While sub-Saharan Africa is still the world’s poorest region, few see it as “the hopeless continent” any more.
Mineral and energy wealth aside, Africa again matters strategically. China, which has lent Africa billions of pounds to upgrade its infrastructure, and Russia both view the continent as an area in which to challenge America’s global hegemony.
Despite being among Africa’s biggest donors, Britain has struggled to leverage aid into tangible influence as much as others, taking on a less visible role than allies like France, which has sent thousands of troops to protect the Sahel region from Islamist insurgents.
Although often active behind the scenes, Britain has not taken the lead in resolving an African conflict since Tony Blair’s military intervention to end Sierra Leone’s civil war nearly 20 years ago.
Mr Sharma speaks more of financial opportunity than political influence, however. By 2050, he notes, Africa’s rapidly growing population means that a quarter of the world’s consumers will be African.
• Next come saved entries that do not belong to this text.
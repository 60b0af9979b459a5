use yew::prelude::*;

use crate::config;
use crate::content::HERO_STATS;
use crate::hooks::visibility::{use_visibility, RevealMode};
use crate::scroll::scroll_to_section;

/// One animated glyph of the hero title.
#[derive(Clone, Debug, PartialEq)]
pub struct TitleChar {
    pub text: String,
    pub delay_ms: u32,
}

/// Splits `text` into per-character spans. `offset` continues the stagger
/// from an earlier line so the whole title animates as one sequence.
pub fn split_title(text: &str, offset: usize) -> Vec<TitleChar> {
    text.chars()
        .enumerate()
        .map(|(i, c)| TitleChar {
            text: if c == ' ' { '\u{00A0}'.to_string() } else { c.to_string() },
            delay_ms: (offset + i) as u32 * config::HERO_CHAR_DELAY_MS,
        })
        .collect()
}

fn render_line(chars: Vec<TitleChar>) -> Html {
    chars
        .into_iter()
        .map(|c| {
            html! {
                <span class="char" style={format!("animation-delay: {}ms", c.delay_ms)}>
                    {c.text}
                </span>
            }
        })
        .collect()
}

#[function_component(Hero)]
pub fn hero() -> Html {
    let section = use_node_ref();
    // Floating shapes only animate while the hero is on screen.
    let on_screen = use_visibility(section.clone(), config::HERO_VISIBLE_THRESHOLD, RevealMode::Level);
    let first_line = "YouTube";
    let second_line = "学英语口语";
    let first = split_title(first_line, 0);
    let second = split_title(second_line, first_line.chars().count());

    let go_courses = Callback::from(|_: MouseEvent| scroll_to_section("#courses"));
    let go_steps = Callback::from(|_: MouseEvent| scroll_to_section("#steps"));

    html! {
        <section id="hero" ref={section} class="hero">
            <div class={classes!("hero-shapes", (!on_screen).then_some("paused"))}>
                <div class="shape triangle float-1"></div>
                <div class="shape circle float-2"></div>
                <div class="shape square float-3"></div>
                <div class="dot dot-coral float-2"></div>
                <div class="dot dot-violet float-1"></div>
                <div class="dot dot-blue float-3"></div>
            </div>
            <div class="hero-inner">
                <div class="hero-copy">
                    <div class="hero-badge fade-in" style="animation-delay: 0.2s">
                        <span class="pulse-dot"></span>
                        <span>{"已有 50,000+ 学员加入"}</span>
                    </div>
                    <h1 class="hero-title">
                        <span class="line">{ render_line(first) }</span>
                        <span class="line">{ render_line(second) }</span>
                    </h1>
                    <p class="hero-description slide-up" style="animation-delay: 0.5s">
                        {"通过沉浸式YouTube内容，将您的英语口语提升至新高度。跟随热门创作者学习，掌握地道表达。"}
                    </p>
                    <div class="hero-cta-group slide-up" style="animation-delay: 0.7s">
                        <button class="hero-cta" onclick={go_courses}>{"开启您的旅程 →"}</button>
                        <button class="hero-cta-outline" onclick={go_steps}>{"▶ 观看演示"}</button>
                    </div>
                    <div class="hero-stats slide-up" style="animation-delay: 0.9s">
                        { for HERO_STATS.iter().map(|(value, label, color)| html! {
                            <div>
                                <div class="hero-stat-value" style={format!("color: {}", color)}>{*value}</div>
                                <div class="hero-stat-label">{*label}</div>
                            </div>
                        }) }
                    </div>
                </div>
                <div class="hero-visual scale-in" style="animation-delay: 0.4s">
                    <div class="hero-glow"></div>
                    <div class="hero-phone">
                        <img src="/hero-phone.jpg" alt="YouTube英语学习应用" />
                        <div class="floating-card left float-1">
                            <div class="card-icon green">{"▶"}</div>
                            <div>
                                <div class="card-title">{"正在学习"}</div>
                                <div class="card-sub">{"Daily Conversations"}</div>
                            </div>
                        </div>
                        <div class="floating-card right float-2">
                            <div class="card-icon coral">{"🔥"}</div>
                            <div>
                                <div class="card-title">{"学习 streak"}</div>
                                <div class="card-sub">{"连续 15 天"}</div>
                            </div>
                        </div>
                    </div>
                </div>
            </div>
            <style>
                {r#"
                .hero {
                    position: relative;
                    min-height: 100vh;
                    display: flex;
                    align-items: center;
                    overflow: hidden;
                    background: linear-gradient(135deg, #fff5f5 0%, #f5f0ff 50%, #eef6ff 100%);
                }
                .hero-shapes { position: absolute; inset: 0; pointer-events: none; }
                .hero-shapes.paused > * { animation-play-state: paused; }
                .shape { position: absolute; width: 28px; height: 28px; opacity: 0.5; }
                .shape.triangle { top: 80px; left: 10%; border-left: 14px solid transparent; border-right: 14px solid transparent; border-bottom: 28px solid #ff6a6a; width: 0; height: 0; }
                .shape.circle { top: 160px; right: 15%; border-radius: 50%; background: #7b5cff; }
                .shape.square { bottom: 160px; left: 20%; background: #4a90e2; }
                .dot { position: absolute; border-radius: 50%; }
                .dot-coral { top: 33%; left: 5%; width: 12px; height: 12px; background: rgba(255, 106, 106, 0.3); }
                .dot-violet { bottom: 33%; right: 10%; width: 16px; height: 16px; background: rgba(123, 92, 255, 0.3); }
                .dot-blue { top: 66%; right: 25%; width: 8px; height: 8px; background: rgba(74, 144, 226, 0.3); }
                .hero-inner {
                    max-width: 1280px;
                    margin: 0 auto;
                    padding: 96px 24px 64px;
                    width: 100%;
                    display: grid;
                    grid-template-columns: 1fr;
                    gap: 48px;
                    align-items: center;
                }
                @media (min-width: 1024px) {
                    .hero-inner { grid-template-columns: 1fr 1fr; }
                }
                .hero-badge {
                    display: inline-flex;
                    align-items: center;
                    gap: 8px;
                    padding: 8px 16px;
                    background: rgba(255, 255, 255, 0.8);
                    border-radius: 999px;
                    box-shadow: 0 10px 20px rgba(0, 0, 0, 0.08);
                    font-size: 14px;
                    color: #374151;
                }
                .pulse-dot { width: 8px; height: 8px; border-radius: 50%; background: #50c878; animation: pulse 2s infinite; }
                .hero-title { font-size: clamp(48px, 7vw, 72px); font-weight: 700; color: #111827; line-height: 1.1; }
                .hero-title .line { display: block; margin-top: 8px; }
                .char {
                    display: inline-block;
                    opacity: 0;
                    transform: translateY(80px);
                    animation: slideUp 0.6s ease forwards;
                }
                .hero-description { font-size: 20px; color: #4b5563; max-width: 32rem; }
                .hero-cta-group { display: flex; flex-wrap: wrap; gap: 16px; }
                .hero-cta {
                    background: #ff6a6a;
                    color: #fff;
                    border: none;
                    padding: 18px 32px;
                    border-radius: 999px;
                    font-size: 18px;
                    font-weight: 600;
                    cursor: pointer;
                    transition: all 0.3s ease;
                }
                .hero-cta:hover { background: #ff5252; transform: scale(1.05); box-shadow: 0 20px 30px rgba(255, 106, 106, 0.3); }
                .hero-cta-outline {
                    background: transparent;
                    border: 2px solid #d1d5db;
                    padding: 18px 32px;
                    border-radius: 999px;
                    font-size: 18px;
                    font-weight: 600;
                    cursor: pointer;
                    transition: all 0.3s ease;
                }
                .hero-cta-outline:hover { border-color: #ff6a6a; color: #ff6a6a; }
                .hero-stats { display: flex; gap: 32px; padding-top: 16px; }
                .hero-stat-value { font-size: 30px; font-weight: 700; }
                .hero-stat-label { font-size: 14px; color: #6b7280; }
                .hero-visual { position: relative; }
                .hero-glow {
                    position: absolute;
                    inset: 0;
                    background: linear-gradient(to right, rgba(255, 106, 106, 0.2), rgba(123, 92, 255, 0.2));
                    border-radius: 24px;
                    filter: blur(64px);
                    transform: scale(1.1);
                }
                .hero-phone { position: relative; transition: transform 0.5s ease; }
                .hero-phone:hover { transform: scale(1.02); }
                .hero-phone img { width: 100%; max-width: 28rem; display: block; margin: 0 auto; border-radius: 24px; box-shadow: 0 25px 50px rgba(0, 0, 0, 0.25); }
                .floating-card {
                    position: absolute;
                    display: flex;
                    align-items: center;
                    gap: 12px;
                    background: #fff;
                    border-radius: 16px;
                    box-shadow: 0 20px 25px rgba(0, 0, 0, 0.1);
                    padding: 16px;
                }
                .floating-card.left { left: -32px; top: 25%; }
                .floating-card.right { right: -16px; bottom: 25%; }
                .card-icon { width: 40px; height: 40px; border-radius: 50%; display: flex; align-items: center; justify-content: center; }
                .card-icon.green { background: rgba(80, 200, 120, 0.2); color: #50c878; }
                .card-icon.coral { background: rgba(255, 106, 106, 0.2); }
                .card-title { font-size: 14px; font-weight: 600; color: #111827; }
                .card-sub { font-size: 12px; color: #6b7280; }
                "#}
            </style>
        </section>
    }
}

#[cfg(test)]
mod tests {
    use super::*;

    #[test]
    fn title_stagger_runs_across_both_lines() {
        let first = split_title("YouTube", 0);
        let second = split_title("学英语口语", 7);
        assert_eq!(first.len(), 7);
        assert_eq!(first[0].delay_ms, 0);
        assert_eq!(first[6].delay_ms, 180);
        assert_eq!(second[0].text, "学");
        assert_eq!(second[0].delay_ms, 210);
    }

    #[test]
    fn spaces_become_non_breaking() {
        let chars = split_title("a b", 0);
        assert_eq!(chars[1].text, "\u{00A0}");
        assert_eq!(chars[2].delay_ms, 60);
    }
}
Although he insists that Britain will honour its commitment to spending 0.7 per cent of its income on foreign aid, he is keener to emphasise the role the private sector can play in helping Africa develop.
“We want to help countries ultimately to become self-sustaining,” he said. “That has to come through economic development.”
Mr Sharma’s visit to Kenya seemed designed to underline that shift in emphasis.
There were no visits to refugee camps or slum clinics. Instead he opened trading at the Nairobi Stock Exchange as it launched its first green bond, developed with support from the Department for International Development (DfID).
He also toured a beer factory in the city of Kisumu operated by the British distiller Diageo and met rural Kenyans enjoying low-cost electricity for the first time after buying solar panels from Azuri Technologies, a Cambridge-based company.
Both companies have benefitted from British government support, Azuri through tax breaks and preferential borrowing from DFiD-backed development funds, Diageo because the farmers who provide the sorghum for its beer had been trained and supported with British aid.
Diageo’s Kisumu plant, opened in 2018, has created 40,000 farming jobs. It is an example of how the private sector and foreign aid can work together to lift Africans out of poverty, says Jane Karuku, managing director of Kenya Breweries, Diageo’s local subsidiary.
“There is an ecosystem in which everyone can be useful,” she said. “The private sector are the ones who can generate jobs but aid and government grants can be used to create capacity, for example by training farmers in best husbandry.”
Mr Sharma, who declined to comment on media reports that DfID could soon be brought under the control of Dominic Raab, the Foreign Secretary, also used the trip to announce £45m in additional funding to boost infrastructure investment in Africa.
The focus on infrastructure represents a move into a field dominated by China and will be seen by some as evidence that Britain is growing more ambitious in Africa.
Nonetheless, it must be seen in context.
Britain’s offer, which will be focused on providing expertise in the development of green and sustainable cities, amounts to less than 0.1 percent of the £47bn in additional infrastructure financing that China pledged to African states in 2018.